Потом дядю снова поглотила работа, и Лешка с тоской понял, что таблетку ему выдали только с целью устранить досадную помеху. Сейчас голова болеть перестанет, и простая вежливость требует, чтобы Лешка ушел спать и больше не мозолил глаза.

Наверное, не надо было соглашаться. То, что Лешка испортил дяде жизнь, совсем не приносило удовлетворения. Не получалось злорадствовать, было только очень неудобно за свое неуместное присутствие и безнадежно плохое поведение. Хотелось постоянно извиняться за сам факт своего существования, и это желание выплескивалось наружу раздражением и злостью. А еще хотелось быть хоть чуточку нужным. Хоть кому-то.

— А вы можете от меня отказаться? — спросил вдруг Лешка.

Дядя окинул его долгим взглядом и потребовал:

— Объясни.

— Ну… вообще, — неловко сказал Лешка, жалея, что затеял этот разговор.

— Передумал?

Лешка с несчастным видом пожал плечами.

Дядя уткнулся в свой ноутбук и застучал по клавишам. Лешка решил было, что его вопрос проигнорирован, но дядя поднял глаза от экрана и сообщил:

— Да, могу. Для этого надо подать заявление с аргументированной причиной и предоставить паспорт и отчет о тратах.

Лешка ничего на это не ответил. Он не особо рассчитывал, что дядя бросится его отговаривать, но мог бы хотя бы рассердиться, а не гуглить…

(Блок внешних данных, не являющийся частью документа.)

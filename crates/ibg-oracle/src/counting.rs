//! # Call Counting
//!
//! What-if calls are the expensive resource an IBG exists to save, so callers often
//! want to know exactly how many a piece of work issued. `CountingOptimizer` wraps any
//! optimizer and counts the calls that pass through it. The counter is owned by the
//! wrapper instance, not global, and is safe to bump from the rayon pool during
//! parallel construction.

use ibg_core::{Cost, IndexBitSet, OptimizerError, Statement, Universe, WhatIfOptimizer, WhatIfPlan};
use std::sync::atomic::{AtomicUsize, Ordering};
use tracing::trace;

#[derive(Debug, Default)]
pub struct CountingOptimizer<O> {
    inner: O,
    calls: AtomicUsize,
}

impl<O: WhatIfOptimizer> CountingOptimizer<O> {
    pub fn new(inner: O) -> Self {
        Self {
            inner,
            calls: AtomicUsize::new(0),
        }
    }

    /// Calls issued so far, successful or not.
    pub fn calls(&self) -> usize {
        self.calls.load(Ordering::Relaxed)
    }

    pub fn reset(&self) -> usize {
        self.calls.swap(0, Ordering::Relaxed)
    }

    pub fn inner(&self) -> &O {
        &self.inner
    }
}

impl<O: WhatIfOptimizer> WhatIfOptimizer for CountingOptimizer<O> {
    fn explain(
        &self,
        statement: &Statement,
        universe: &Universe,
        configuration: &IndexBitSet,
    ) -> Result<WhatIfPlan, OptimizerError> {
        let n = self.calls.fetch_add(1, Ordering::Relaxed) + 1;
        trace!("what-if call {} for {}", n, universe.describe(configuration));
        self.inner.explain(statement, universe, configuration)
    }

    fn explain_cost(
        &self,
        statement: &Statement,
        universe: &Universe,
        configuration: &IndexBitSet,
    ) -> Result<Cost, OptimizerError> {
        let n = self.calls.fetch_add(1, Ordering::Relaxed) + 1;
        trace!("what-if cost call {} for {}", n, universe.describe(configuration));
        self.inner.explain_cost(statement, universe, configuration)
    }
}
//! # Candidate Indexes and Statements
//!
//! The metadata model proper (schemas, tables, columns) lives outside this crate.
//! What the graph needs is much smaller: an identity for each candidate index so that
//! it can be given a stable ordinal position, and the text of the statement being
//! costed so that it can be handed back to the optimizer.

use crate::bitset::IndexBitSet;
use crate::error::{IbgError, Result};
use serde::{Deserialize, Serialize};
use std::collections::HashMap;
use std::fmt;

/// A candidate index: a column list on a table.
#[derive(Debug, Clone, PartialEq, Eq, Hash, Serialize, Deserialize)]
pub struct Index {
    pub name: String,
    pub table: String,
    pub columns: Vec<String>,
}

impl Index {
    pub fn new(
        name: impl Into<String>,
        table: impl Into<String>,
        columns: impl IntoIterator<Item = impl Into<String>>,
    ) -> Self {
        Self {
            name: name.into(),
            table: table.into(),
            columns: columns.into_iter().map(Into::into).collect(),
        }
    }
}

impl fmt::Display for Index {
    fn fmt(&self, f: &mut fmt::Formatter<'_>) -> fmt::Result {
        write!(f, "{} ON {}({})", self.name, self.table, self.columns.join(", "))
    }
}

/// One workload statement. The text is opaque to the graph.
#[derive(Debug, Clone, PartialEq, Eq, Hash, Serialize, Deserialize)]
pub struct Statement {
    pub sql: String,
}

impl Statement {
    pub fn new(sql: impl Into<String>) -> Self {
        Self { sql: sql.into() }
    }
}

impl fmt::Display for Statement {
    fn fmt(&self, f: &mut fmt::Formatter<'_>) -> fmt::Result {
        write!(f, "{}", self.sql)
    }
}

/// The ordered candidate indexes of one statement.
///
/// Position `i` of every [`IndexBitSet`] built against this universe refers to
/// `indexes[i]`. The universe is fixed for the lifetime of a graph. Index names are
/// unique within a universe, since optimizers report used indexes by name.
#[derive(Debug, Clone, Serialize, Deserialize)]
#[serde(try_from = "Vec<Index>", into = "Vec<Index>")]
pub struct Universe {
    indexes: Vec<Index>,
    by_name: HashMap<String, usize>,
}

impl TryFrom<Vec<Index>> for Universe {
    type Error = IbgError;

    fn try_from(indexes: Vec<Index>) -> Result<Self> {
        Universe::new(indexes)
    }
}

impl From<Universe> for Vec<Index> {
    fn from(universe: Universe) -> Self {
        universe.indexes
    }
}

impl Universe {
    pub fn new(indexes: Vec<Index>) -> Result<Self> {
        let mut by_name = HashMap::with_capacity(indexes.len());
        for (pos, index) in indexes.iter().enumerate() {
            if by_name.insert(index.name.clone(), pos).is_some() {
                return Err(IbgError::DuplicateIndex(index.to_string()));
            }
        }
        Ok(Self { indexes, by_name })
    }

    pub fn len(&self) -> usize {
        self.indexes.len()
    }

    pub fn is_empty(&self) -> bool {
        self.indexes.is_empty()
    }

    pub fn indexes(&self) -> &[Index] {
        &self.indexes
    }

    pub fn index(&self, pos: usize) -> Option<&Index> {
        self.indexes.get(pos)
    }

    /// Position of `index`. An index sharing only its name with a member is not in
    /// the universe.
    pub fn position(&self, index: &Index) -> Option<usize> {
        self.position_by_name(&index.name)
            .filter(|&pos| self.indexes[pos] == *index)
    }

    pub fn position_by_name(&self, name: &str) -> Option<usize> {
        self.by_name.get(name).copied()
    }

    /// The configuration holding every index of the universe.
    pub fn full_configuration(&self) -> IndexBitSet {
        IndexBitSet::full(self.len())
    }

    pub fn empty_configuration(&self) -> IndexBitSet {
        IndexBitSet::with_capacity(self.len())
    }

    /// Build a configuration from index identities. Indexes outside the universe
    /// are skipped.
    pub fn configuration<'a>(
        &self,
        indexes: impl IntoIterator<Item = &'a Index>,
    ) -> IndexBitSet {
        let mut config = self.empty_configuration();
        for pos in indexes.into_iter().filter_map(|i| self.position(i)) {
            config.set(pos);
        }
        config
    }

    /// Render a configuration with index names, e.g. `{idx_a, idx_c}`.
    pub fn describe(&self, configuration: &IndexBitSet) -> String {
        let names: Vec<&str> = configuration
            .iter()
            .map(|p| self.index(p).map_or("?", |i| i.name.as_str()))
            .collect();
        format!("{{{}}}", names.join(", "))
    }
}

#[cfg(test)]
mod tests {
    use super::*;

    fn idx(name: &str, col: &str) -> Index {
        Index::new(name, "orders", [col])
    }

    #[test]
    fn test_positions_follow_order() {
        let u = Universe::new(vec![idx("a", "o_custkey"), idx("b", "o_orderdate")]);
        let u = u.unwrap();
        assert_eq!(u.len(), 2);
        assert_eq!(u.position(&idx("b", "o_orderdate")), Some(1));
        assert_eq!(u.position(&idx("z", "o_comment")), None);
        assert_eq!(u.position_by_name("b"), Some(1));
        // Same name, different columns.
        assert_eq!(u.position(&idx("b", "o_comment")), None);
        assert_eq!(u.full_configuration().cardinality(), 2);
    }

    #[test]
    fn test_duplicate_rejected() {
        let err = Universe::new(vec![idx("a", "x"), idx("a", "x")]).unwrap_err();
        assert!(matches!(err, IbgError::DuplicateIndex(_)));
    }

    #[test]
    fn test_duplicate_name_rejected() {
        let err = Universe::new(vec![idx("a", "o_custkey"), idx("a", "o_orderdate")]);
        assert!(matches!(err, Err(IbgError::DuplicateIndex(_))));
    }

    #[test]
    fn test_configuration_and_describe() {
        let a = idx("a", "x");
        let b = idx("b", "y");
        let outside = idx("c", "z");
        let u = Universe::new(vec![a.clone(), b.clone()]).unwrap();
        let config = u.configuration([&b, &outside]);
        assert_eq!(config.iter().collect::<Vec<_>>(), vec![1]);
        assert_eq!(u.describe(&u.full_configuration()), "{a, b}");
        assert_eq!(b.to_string(), "b ON orders(y)");
    }
}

— Так что? Мне готовить бумаги? — спросил дядя.

— Как хотите, — упавшим голосом ответил Лешка.

Дядя еще раз внимательно посмотрел на него, потом снова опустил глаза на экран и больше уже не отвлекался.

========== 9 ==========

Проснулся Лешка почему-то на диване, укрытый незнакомым ярко-зеленым пледом. Голова больше не болела. Лешка посмотрел на часы — половина двенадцатого. Ничего себе…

Он встал, свернул плед и положил его на спинку дивана, пытаясь вспомнить, как вчера уснул. Вместо этого вспомнил ночной разговор. Прислушался к тишине, понял, что дяди дома нет. Сердце у Лешки упало. Наверное, уже поехал подавать заявление. С аргументированной причиной.

Следующие несколько часов Лешка промаялся в ожидании. Наконец услышал шорох шин по гравию и очень захотел спрятаться, чтобы никто и никогда его не нашел, но вместо этого остался сидеть на диване.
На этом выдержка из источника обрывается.